→ **The task**
From the data, copy out every line in which the word "None" appears.

Extracted data entries

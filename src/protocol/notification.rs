//! Server-pushed notifications
//!
//! The set of notifications is closed: anything not listed here is reported
//! as [`NotificationError::Unknown`] rather than silently dropped.

use serde::Deserialize;
use serde::de::DeserializeOwned;
use serde_json::Value;
use thiserror::Error;

use crate::types::{PermissionDenial, StoredItem};

#[derive(Debug, Clone, PartialEq, Deserialize)]
pub struct TurnStarted {
    pub thread_id: String,
    pub turn_id: String,
}

/// Incremental output fragment
#[derive(Debug, Clone, PartialEq, Deserialize)]
pub struct Delta {
    #[serde(rename = "type")]
    pub kind: String,
    #[serde(default)]
    pub text: Option<String>,
}

impl Delta {
    /// Text of a `text` delta; other kinds yield `None`
    pub fn as_text(&self) -> Option<&str> {
        if self.kind == "text" {
            self.text.as_deref()
        } else {
            None
        }
    }
}

#[derive(Debug, Clone, PartialEq, Deserialize)]
pub struct ItemProgress {
    pub turn_id: String,
    pub delta: Delta,
}

#[derive(Debug, Clone, PartialEq, Deserialize)]
pub struct ItemCreated {
    pub turn_id: String,
    pub item: StoredItem,
}

#[derive(Debug, Clone, PartialEq, Deserialize)]
pub struct PermissionDenied {
    pub thread_id: String,
    #[serde(default)]
    pub denials: Vec<PermissionDenial>,
}

/// Payload of both `turn/completed` and `turn/error`
#[derive(Debug, Clone, PartialEq, Default, Deserialize)]
pub struct TurnEnded {
    #[serde(default)]
    pub thread_id: Option<String>,
    #[serde(default)]
    pub turn_id: Option<String>,
    #[serde(default)]
    pub error: Option<Value>,
    #[serde(default)]
    pub message: Option<String>,
}

impl TurnEnded {
    /// Human-readable error text, if the server sent any
    pub fn error_message(&self) -> Option<String> {
        match &self.error {
            Some(Value::String(text)) => Some(text.clone()),
            Some(Value::Null) | None => self.message.clone(),
            Some(other) => Some(
                other
                    .get("message")
                    .and_then(Value::as_str)
                    .map(str::to_string)
                    .unwrap_or_else(|| other.to_string()),
            ),
        }
    }
}

/// A notification the client understands
#[derive(Debug, Clone, PartialEq)]
pub enum ServerNotification {
    Initialized,
    TurnStarted(TurnStarted),
    ItemProgress(ItemProgress),
    ItemCreated(ItemCreated),
    PermissionDenied(PermissionDenied),
    TurnCompleted(TurnEnded),
    TurnError(TurnEnded),
}

#[derive(Debug, Error)]
pub enum NotificationError {
    #[error("Unknown notification method: {0}")]
    Unknown(String),

    #[error("Invalid params for {method}: {source}")]
    Invalid {
        method: String,
        #[source]
        source: serde_json::Error,
    },
}

impl ServerNotification {
    pub fn parse(method: &str, params: Value) -> Result<Self, NotificationError> {
        Ok(match method {
            "initialized" => ServerNotification::Initialized,
            "turn/started" => ServerNotification::TurnStarted(decode(method, params)?),
            "item/progress" => ServerNotification::ItemProgress(decode(method, params)?),
            "item/created" => ServerNotification::ItemCreated(decode(method, params)?),
            "turn/permission_denied" => {
                ServerNotification::PermissionDenied(decode(method, params)?)
            }
            "turn/completed" => ServerNotification::TurnCompleted(decode(method, params)?),
            "turn/error" => ServerNotification::TurnError(decode(method, params)?),
            other => return Err(NotificationError::Unknown(other.to_string())),
        })
    }

    /// Wire method name
    pub fn method(&self) -> &'static str {
        match self {
            ServerNotification::Initialized => "initialized",
            ServerNotification::TurnStarted(_) => "turn/started",
            ServerNotification::ItemProgress(_) => "item/progress",
            ServerNotification::ItemCreated(_) => "item/created",
            ServerNotification::PermissionDenied(_) => "turn/permission_denied",
            ServerNotification::TurnCompleted(_) => "turn/completed",
            ServerNotification::TurnError(_) => "turn/error",
        }
    }
}

fn decode<T: DeserializeOwned>(method: &str, params: Value) -> Result<T, NotificationError> {
    // absent params decode like an empty object
    let params = if params.is_null() {
        Value::Object(serde_json::Map::new())
    } else {
        params
    };
    serde_json::from_value(params).map_err(|source| NotificationError::Invalid {
        method: method.to_string(),
        source,
    })
}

→ **Answer area**
    /// Text of a `text` delta; other kinds yield `None`
            None
            Some(Value::Null) | None => self.message.clone(),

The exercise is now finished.